# About this exercise
Return exactly the lines of the records below, starting at the line that contains "list.contains(&id)" and ending at the line that contains "them as numbers.", with both of those lines kept.

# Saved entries
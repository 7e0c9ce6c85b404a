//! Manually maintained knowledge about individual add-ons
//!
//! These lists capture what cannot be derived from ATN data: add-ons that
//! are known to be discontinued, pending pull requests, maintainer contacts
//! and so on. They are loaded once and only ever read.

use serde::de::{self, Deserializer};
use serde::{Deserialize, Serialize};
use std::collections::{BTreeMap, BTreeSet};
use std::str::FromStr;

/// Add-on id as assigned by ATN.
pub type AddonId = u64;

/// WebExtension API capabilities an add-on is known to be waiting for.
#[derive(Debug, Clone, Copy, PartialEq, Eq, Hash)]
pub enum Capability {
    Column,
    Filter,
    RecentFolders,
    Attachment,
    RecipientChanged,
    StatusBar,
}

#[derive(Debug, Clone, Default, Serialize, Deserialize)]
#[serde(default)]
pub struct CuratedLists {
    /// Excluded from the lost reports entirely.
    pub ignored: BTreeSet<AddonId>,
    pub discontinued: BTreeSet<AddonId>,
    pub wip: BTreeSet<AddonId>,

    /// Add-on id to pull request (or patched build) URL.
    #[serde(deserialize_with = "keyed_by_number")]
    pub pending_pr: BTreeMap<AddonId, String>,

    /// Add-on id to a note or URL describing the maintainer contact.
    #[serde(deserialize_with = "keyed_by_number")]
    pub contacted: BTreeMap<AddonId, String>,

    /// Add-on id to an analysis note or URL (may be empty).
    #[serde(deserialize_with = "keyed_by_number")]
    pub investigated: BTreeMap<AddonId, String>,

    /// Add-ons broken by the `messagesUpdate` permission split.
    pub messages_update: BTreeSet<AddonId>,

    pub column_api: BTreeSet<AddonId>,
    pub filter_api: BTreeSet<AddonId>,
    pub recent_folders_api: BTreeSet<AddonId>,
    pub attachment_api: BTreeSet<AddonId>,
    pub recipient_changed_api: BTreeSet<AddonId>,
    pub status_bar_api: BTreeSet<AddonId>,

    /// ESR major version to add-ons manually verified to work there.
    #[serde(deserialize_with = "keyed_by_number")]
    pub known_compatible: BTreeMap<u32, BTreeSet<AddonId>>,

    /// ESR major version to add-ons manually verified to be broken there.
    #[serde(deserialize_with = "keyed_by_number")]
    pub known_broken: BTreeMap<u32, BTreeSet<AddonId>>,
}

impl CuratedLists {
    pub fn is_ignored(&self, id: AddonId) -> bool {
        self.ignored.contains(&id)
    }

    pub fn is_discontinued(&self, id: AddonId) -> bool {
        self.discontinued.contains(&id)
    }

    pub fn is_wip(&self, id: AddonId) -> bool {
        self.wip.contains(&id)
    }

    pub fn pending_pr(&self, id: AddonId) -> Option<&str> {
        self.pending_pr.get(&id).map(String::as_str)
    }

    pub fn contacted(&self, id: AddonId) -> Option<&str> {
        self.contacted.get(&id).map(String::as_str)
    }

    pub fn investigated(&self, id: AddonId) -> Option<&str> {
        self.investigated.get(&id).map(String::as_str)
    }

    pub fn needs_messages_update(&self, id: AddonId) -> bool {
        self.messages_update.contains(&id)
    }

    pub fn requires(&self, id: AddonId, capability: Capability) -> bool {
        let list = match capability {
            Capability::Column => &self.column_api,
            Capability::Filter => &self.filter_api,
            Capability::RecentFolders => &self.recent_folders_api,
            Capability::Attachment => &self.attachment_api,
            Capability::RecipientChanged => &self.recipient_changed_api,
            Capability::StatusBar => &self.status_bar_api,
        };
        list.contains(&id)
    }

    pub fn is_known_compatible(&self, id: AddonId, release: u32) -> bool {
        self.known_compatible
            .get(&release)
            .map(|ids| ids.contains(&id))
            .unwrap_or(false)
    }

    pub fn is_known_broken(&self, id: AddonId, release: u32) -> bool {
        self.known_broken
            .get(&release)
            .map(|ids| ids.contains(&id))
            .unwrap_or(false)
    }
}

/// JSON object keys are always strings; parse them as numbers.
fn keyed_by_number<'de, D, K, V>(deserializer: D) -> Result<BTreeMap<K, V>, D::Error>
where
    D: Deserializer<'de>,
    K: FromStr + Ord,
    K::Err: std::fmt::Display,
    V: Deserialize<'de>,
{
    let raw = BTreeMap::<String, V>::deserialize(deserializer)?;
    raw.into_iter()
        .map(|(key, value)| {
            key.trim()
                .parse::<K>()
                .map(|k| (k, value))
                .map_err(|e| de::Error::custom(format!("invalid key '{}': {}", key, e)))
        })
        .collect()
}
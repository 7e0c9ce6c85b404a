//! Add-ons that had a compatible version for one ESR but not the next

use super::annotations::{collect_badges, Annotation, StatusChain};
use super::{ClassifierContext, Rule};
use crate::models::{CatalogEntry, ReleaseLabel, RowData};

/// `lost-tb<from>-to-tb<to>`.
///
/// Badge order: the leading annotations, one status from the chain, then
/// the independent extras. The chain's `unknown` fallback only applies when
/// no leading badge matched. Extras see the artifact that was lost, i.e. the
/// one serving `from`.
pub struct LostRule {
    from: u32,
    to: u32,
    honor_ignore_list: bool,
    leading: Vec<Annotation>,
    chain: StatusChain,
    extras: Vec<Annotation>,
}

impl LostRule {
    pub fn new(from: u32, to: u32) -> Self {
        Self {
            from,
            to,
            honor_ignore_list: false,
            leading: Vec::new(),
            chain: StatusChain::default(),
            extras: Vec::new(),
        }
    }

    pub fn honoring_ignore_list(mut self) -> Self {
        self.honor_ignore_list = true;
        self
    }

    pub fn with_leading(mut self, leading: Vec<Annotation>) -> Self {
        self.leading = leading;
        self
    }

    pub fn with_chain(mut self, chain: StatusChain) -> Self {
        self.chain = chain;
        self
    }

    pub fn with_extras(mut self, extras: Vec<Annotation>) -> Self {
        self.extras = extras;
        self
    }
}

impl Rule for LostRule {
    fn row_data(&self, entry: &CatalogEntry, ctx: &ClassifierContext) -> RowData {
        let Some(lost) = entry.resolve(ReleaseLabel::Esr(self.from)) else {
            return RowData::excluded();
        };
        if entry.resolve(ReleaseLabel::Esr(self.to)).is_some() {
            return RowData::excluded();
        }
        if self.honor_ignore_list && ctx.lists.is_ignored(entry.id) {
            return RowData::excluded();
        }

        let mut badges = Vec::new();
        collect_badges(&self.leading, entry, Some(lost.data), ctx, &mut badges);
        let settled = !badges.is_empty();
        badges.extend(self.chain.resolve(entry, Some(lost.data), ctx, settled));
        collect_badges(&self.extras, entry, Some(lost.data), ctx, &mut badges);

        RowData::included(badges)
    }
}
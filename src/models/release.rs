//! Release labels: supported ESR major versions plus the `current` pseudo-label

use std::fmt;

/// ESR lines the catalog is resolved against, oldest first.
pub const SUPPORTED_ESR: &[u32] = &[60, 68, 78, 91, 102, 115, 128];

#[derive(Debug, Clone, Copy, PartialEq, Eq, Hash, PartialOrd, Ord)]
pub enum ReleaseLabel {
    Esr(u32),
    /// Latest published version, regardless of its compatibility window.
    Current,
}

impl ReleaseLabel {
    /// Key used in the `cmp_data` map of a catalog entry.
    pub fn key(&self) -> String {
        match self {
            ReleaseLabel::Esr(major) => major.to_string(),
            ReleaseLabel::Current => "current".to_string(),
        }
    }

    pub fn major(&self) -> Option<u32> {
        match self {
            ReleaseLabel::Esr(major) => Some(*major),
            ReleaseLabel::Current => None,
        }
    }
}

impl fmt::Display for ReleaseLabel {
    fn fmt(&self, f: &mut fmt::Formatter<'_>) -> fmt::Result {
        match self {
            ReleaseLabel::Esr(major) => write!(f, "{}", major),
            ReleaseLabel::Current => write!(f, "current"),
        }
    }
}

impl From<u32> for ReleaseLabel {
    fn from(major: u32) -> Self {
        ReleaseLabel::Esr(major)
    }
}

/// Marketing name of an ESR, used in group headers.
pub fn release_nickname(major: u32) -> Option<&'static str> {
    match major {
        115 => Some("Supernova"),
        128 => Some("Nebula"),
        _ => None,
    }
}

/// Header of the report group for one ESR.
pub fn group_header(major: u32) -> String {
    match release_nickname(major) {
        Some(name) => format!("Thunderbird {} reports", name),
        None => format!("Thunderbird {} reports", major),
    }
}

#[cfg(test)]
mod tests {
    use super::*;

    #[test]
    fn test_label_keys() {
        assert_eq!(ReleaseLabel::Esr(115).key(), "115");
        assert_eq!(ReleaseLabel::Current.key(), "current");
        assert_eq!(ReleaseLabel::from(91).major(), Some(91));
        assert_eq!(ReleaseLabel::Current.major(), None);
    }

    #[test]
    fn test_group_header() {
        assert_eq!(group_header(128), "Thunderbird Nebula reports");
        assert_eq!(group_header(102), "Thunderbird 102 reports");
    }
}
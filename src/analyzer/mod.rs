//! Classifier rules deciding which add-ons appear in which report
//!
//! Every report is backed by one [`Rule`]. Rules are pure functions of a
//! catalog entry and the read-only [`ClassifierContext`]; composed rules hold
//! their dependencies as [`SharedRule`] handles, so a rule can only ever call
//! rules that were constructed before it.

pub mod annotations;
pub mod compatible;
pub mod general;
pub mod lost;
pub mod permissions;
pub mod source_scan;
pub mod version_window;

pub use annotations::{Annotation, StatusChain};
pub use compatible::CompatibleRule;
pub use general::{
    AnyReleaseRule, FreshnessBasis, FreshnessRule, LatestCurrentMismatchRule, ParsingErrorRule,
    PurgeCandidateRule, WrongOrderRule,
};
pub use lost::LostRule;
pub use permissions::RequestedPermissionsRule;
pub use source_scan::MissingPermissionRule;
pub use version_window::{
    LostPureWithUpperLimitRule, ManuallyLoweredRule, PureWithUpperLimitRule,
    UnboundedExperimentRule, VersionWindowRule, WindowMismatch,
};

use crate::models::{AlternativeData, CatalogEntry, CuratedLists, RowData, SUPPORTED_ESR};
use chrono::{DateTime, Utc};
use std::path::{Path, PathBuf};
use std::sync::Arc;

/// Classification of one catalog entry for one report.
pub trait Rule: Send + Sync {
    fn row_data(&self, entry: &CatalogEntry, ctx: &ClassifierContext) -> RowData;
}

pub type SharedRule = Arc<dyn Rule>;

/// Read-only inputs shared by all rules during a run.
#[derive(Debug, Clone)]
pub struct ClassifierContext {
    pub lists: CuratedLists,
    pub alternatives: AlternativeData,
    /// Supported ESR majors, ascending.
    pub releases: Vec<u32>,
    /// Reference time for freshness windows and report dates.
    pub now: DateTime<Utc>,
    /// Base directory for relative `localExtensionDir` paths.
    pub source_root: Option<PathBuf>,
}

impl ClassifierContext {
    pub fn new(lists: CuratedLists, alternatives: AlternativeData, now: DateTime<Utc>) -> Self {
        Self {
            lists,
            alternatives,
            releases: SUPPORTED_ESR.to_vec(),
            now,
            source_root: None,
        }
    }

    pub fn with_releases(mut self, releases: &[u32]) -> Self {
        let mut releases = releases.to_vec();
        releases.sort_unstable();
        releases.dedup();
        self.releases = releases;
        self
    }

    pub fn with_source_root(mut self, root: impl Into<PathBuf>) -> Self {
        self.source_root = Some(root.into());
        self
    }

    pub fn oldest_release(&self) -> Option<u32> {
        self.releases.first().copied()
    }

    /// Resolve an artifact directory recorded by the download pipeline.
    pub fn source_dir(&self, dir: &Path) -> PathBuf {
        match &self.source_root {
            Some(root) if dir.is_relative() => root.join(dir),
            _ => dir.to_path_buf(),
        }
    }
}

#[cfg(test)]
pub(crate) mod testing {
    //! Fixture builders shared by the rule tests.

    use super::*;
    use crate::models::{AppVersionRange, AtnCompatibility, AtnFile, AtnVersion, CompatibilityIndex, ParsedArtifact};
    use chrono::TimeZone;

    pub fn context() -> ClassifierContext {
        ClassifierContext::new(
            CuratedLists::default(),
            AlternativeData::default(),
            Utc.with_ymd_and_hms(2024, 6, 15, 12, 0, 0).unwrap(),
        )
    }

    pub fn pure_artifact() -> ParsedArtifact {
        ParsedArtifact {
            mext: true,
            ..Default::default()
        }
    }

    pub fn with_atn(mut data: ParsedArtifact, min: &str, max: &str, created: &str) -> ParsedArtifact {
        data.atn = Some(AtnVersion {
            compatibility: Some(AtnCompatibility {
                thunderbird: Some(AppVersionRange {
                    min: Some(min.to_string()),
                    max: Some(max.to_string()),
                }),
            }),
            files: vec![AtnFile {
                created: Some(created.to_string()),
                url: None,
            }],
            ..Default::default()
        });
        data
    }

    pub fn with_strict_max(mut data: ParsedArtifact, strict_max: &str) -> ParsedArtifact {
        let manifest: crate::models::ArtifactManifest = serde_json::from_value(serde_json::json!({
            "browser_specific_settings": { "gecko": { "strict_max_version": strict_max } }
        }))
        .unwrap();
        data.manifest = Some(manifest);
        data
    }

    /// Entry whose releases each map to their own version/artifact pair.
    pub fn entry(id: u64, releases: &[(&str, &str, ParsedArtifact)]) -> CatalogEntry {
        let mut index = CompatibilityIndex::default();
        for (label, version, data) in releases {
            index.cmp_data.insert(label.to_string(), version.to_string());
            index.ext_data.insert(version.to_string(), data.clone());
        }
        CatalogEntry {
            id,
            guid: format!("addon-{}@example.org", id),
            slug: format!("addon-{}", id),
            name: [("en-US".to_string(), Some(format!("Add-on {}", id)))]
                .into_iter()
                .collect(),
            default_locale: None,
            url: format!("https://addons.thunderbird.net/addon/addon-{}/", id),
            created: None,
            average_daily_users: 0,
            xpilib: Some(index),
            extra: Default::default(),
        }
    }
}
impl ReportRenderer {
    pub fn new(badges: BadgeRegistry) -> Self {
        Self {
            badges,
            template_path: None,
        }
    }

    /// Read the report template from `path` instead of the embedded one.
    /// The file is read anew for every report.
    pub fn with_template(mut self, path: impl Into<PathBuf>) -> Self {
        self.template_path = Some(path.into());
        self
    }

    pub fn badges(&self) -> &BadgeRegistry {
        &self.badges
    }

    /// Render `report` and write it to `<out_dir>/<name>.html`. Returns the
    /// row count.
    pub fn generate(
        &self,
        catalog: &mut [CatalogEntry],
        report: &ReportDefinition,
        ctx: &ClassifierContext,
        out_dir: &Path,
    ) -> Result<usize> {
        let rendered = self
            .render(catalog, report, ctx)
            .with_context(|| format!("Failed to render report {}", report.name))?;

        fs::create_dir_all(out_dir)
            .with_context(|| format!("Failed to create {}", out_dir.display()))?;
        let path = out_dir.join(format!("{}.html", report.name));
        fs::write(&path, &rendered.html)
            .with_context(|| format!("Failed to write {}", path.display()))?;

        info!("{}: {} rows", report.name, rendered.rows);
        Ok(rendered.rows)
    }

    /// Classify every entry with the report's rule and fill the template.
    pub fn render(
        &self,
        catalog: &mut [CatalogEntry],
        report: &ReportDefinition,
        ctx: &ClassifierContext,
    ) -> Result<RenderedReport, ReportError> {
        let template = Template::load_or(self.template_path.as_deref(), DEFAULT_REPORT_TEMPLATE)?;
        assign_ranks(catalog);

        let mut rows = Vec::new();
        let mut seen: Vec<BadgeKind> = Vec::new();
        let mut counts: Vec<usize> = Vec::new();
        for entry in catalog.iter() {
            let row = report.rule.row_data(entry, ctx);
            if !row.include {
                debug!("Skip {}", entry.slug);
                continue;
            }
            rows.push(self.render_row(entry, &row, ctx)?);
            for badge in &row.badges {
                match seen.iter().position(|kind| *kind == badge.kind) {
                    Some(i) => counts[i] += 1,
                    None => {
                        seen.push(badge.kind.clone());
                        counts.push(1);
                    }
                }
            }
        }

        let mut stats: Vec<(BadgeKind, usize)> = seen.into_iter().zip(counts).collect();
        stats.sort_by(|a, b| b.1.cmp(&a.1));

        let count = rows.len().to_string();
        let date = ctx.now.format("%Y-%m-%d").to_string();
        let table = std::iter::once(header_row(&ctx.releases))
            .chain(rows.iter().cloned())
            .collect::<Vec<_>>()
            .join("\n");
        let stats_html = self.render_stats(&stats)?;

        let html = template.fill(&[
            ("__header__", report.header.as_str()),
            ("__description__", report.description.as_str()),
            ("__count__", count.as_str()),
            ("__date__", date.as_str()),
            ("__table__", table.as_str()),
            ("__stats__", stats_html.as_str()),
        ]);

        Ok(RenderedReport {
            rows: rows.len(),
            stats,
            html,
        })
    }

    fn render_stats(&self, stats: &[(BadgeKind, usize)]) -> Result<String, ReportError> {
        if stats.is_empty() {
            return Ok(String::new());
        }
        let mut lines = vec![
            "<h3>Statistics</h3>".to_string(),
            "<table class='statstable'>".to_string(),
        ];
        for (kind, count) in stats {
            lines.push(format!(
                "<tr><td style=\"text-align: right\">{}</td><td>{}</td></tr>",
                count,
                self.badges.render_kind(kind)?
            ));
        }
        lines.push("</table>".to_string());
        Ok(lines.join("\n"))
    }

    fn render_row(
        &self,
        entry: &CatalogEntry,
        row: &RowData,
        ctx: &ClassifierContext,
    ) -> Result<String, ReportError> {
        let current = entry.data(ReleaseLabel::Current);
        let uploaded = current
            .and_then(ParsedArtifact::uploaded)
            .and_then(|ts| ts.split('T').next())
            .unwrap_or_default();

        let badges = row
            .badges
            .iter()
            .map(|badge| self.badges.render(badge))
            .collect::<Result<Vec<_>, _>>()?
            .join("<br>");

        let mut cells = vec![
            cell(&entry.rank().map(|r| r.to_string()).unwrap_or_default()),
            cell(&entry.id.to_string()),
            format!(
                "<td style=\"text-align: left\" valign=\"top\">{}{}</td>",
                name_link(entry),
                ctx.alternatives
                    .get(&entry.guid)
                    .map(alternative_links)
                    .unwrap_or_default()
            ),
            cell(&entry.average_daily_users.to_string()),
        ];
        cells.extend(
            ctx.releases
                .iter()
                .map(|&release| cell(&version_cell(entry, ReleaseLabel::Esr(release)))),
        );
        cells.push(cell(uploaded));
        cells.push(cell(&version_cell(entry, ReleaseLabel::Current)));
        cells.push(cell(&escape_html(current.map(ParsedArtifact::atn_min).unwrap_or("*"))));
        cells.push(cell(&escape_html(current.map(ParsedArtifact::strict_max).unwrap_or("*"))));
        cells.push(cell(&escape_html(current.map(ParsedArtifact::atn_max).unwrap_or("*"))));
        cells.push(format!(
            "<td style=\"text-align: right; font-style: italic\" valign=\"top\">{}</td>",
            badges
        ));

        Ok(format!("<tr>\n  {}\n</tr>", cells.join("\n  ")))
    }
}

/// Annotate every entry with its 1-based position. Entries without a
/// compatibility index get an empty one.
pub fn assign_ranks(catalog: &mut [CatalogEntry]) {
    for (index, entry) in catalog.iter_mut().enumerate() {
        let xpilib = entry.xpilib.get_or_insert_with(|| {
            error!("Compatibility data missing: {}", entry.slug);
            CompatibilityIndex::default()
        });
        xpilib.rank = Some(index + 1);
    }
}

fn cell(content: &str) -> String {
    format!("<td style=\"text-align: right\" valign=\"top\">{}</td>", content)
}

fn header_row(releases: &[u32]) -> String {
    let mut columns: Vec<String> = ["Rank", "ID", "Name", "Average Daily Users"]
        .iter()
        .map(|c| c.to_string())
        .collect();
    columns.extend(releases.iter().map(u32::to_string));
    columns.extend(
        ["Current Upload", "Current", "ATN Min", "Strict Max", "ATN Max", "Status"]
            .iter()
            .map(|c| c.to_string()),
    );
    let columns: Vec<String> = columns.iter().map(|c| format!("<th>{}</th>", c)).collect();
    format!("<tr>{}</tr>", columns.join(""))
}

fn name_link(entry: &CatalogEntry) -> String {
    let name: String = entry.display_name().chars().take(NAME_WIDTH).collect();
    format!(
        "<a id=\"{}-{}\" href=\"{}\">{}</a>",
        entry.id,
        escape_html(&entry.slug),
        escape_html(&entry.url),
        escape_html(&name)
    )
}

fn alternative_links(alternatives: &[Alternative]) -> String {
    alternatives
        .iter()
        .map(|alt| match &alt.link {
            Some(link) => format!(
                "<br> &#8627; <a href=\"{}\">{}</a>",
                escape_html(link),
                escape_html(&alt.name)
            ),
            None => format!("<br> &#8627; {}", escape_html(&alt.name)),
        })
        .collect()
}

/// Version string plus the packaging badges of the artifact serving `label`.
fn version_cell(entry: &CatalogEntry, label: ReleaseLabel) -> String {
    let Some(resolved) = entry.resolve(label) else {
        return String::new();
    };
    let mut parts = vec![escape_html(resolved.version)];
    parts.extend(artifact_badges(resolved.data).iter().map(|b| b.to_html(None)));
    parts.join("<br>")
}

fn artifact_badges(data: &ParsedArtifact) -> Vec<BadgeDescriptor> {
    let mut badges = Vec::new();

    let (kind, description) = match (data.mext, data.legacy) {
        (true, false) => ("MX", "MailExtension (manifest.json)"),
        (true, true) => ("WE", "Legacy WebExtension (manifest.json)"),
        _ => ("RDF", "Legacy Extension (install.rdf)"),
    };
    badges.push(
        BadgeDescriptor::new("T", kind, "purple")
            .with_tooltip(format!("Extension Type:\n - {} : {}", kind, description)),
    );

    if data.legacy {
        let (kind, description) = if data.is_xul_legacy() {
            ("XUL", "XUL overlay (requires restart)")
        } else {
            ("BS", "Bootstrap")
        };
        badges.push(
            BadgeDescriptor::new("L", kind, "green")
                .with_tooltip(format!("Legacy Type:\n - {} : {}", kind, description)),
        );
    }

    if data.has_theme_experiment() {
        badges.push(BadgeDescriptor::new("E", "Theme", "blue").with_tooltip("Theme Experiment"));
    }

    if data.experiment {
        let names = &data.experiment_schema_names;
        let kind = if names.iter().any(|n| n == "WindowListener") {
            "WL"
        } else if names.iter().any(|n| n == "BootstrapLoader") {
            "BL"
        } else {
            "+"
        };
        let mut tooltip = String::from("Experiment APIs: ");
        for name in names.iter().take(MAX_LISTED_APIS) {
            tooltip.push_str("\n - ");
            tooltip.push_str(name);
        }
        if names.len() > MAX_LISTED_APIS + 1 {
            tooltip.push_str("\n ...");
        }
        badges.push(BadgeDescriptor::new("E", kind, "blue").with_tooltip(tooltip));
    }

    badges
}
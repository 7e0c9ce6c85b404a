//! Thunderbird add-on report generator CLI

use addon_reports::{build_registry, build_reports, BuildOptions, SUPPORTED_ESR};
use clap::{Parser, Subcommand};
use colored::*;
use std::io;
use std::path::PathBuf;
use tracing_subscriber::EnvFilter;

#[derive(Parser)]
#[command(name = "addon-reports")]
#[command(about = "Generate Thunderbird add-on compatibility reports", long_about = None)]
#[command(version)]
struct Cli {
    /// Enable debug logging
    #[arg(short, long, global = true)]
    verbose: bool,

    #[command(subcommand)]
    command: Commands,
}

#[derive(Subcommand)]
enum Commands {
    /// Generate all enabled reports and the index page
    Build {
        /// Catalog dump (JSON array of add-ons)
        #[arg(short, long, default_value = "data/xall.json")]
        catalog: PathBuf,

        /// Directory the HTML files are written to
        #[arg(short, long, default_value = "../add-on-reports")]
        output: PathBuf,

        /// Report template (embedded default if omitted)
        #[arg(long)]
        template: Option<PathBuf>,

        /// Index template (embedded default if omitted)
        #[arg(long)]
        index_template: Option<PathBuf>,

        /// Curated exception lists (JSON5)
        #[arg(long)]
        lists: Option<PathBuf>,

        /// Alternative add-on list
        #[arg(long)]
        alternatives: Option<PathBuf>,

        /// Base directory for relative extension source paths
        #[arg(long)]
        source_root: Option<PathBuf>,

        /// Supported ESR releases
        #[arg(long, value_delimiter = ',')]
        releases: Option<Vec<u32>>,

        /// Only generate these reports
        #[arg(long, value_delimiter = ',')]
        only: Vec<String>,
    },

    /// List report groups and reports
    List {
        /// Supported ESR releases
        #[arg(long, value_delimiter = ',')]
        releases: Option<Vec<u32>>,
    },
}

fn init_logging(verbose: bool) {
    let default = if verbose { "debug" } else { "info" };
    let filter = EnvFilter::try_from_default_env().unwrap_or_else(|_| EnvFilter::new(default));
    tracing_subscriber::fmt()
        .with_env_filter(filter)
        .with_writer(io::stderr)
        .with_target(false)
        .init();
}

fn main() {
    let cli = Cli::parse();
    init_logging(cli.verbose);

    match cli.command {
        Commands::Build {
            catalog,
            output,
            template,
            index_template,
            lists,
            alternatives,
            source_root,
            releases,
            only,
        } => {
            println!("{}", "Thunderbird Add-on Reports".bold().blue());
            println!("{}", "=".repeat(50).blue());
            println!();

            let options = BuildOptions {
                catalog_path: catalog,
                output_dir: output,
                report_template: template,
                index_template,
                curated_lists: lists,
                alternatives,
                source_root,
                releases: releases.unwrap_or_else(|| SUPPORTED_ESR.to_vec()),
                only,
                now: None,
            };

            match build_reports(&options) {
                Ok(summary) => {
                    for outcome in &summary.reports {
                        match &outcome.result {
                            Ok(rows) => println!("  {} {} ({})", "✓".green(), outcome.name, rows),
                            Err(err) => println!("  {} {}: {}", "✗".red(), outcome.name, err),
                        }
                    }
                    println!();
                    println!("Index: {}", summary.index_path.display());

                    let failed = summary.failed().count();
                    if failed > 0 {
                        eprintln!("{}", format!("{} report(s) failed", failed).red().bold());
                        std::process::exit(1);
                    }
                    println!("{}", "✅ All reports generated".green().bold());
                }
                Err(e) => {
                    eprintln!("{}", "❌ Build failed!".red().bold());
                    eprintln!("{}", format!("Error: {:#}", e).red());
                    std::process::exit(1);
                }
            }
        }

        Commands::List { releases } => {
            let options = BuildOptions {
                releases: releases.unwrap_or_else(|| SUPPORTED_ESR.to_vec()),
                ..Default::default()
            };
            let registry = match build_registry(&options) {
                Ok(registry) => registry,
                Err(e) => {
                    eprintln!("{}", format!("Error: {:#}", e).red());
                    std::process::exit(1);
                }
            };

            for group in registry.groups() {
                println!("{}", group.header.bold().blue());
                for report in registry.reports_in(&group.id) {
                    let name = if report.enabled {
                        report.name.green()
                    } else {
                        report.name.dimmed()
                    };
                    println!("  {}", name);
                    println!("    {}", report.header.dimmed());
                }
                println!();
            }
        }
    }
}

# Result for this task
        list.contains(&id)
    }

    pub fn is_known_compatible(&self, id: AddonId, release: u32) -> bool {
        self.known_compatible
            .get(&release)
            .map(|ids| ids.contains(&id))
            .unwrap_or(false)
    }

    pub fn is_known_broken(&self, id: AddonId, release: u32) -> bool {
        self.known_broken
            .get(&release)
            .map(|ids| ids.contains(&id))
            .unwrap_or(false)
    }
}

/// JSON object keys are always strings; parse them as numbers.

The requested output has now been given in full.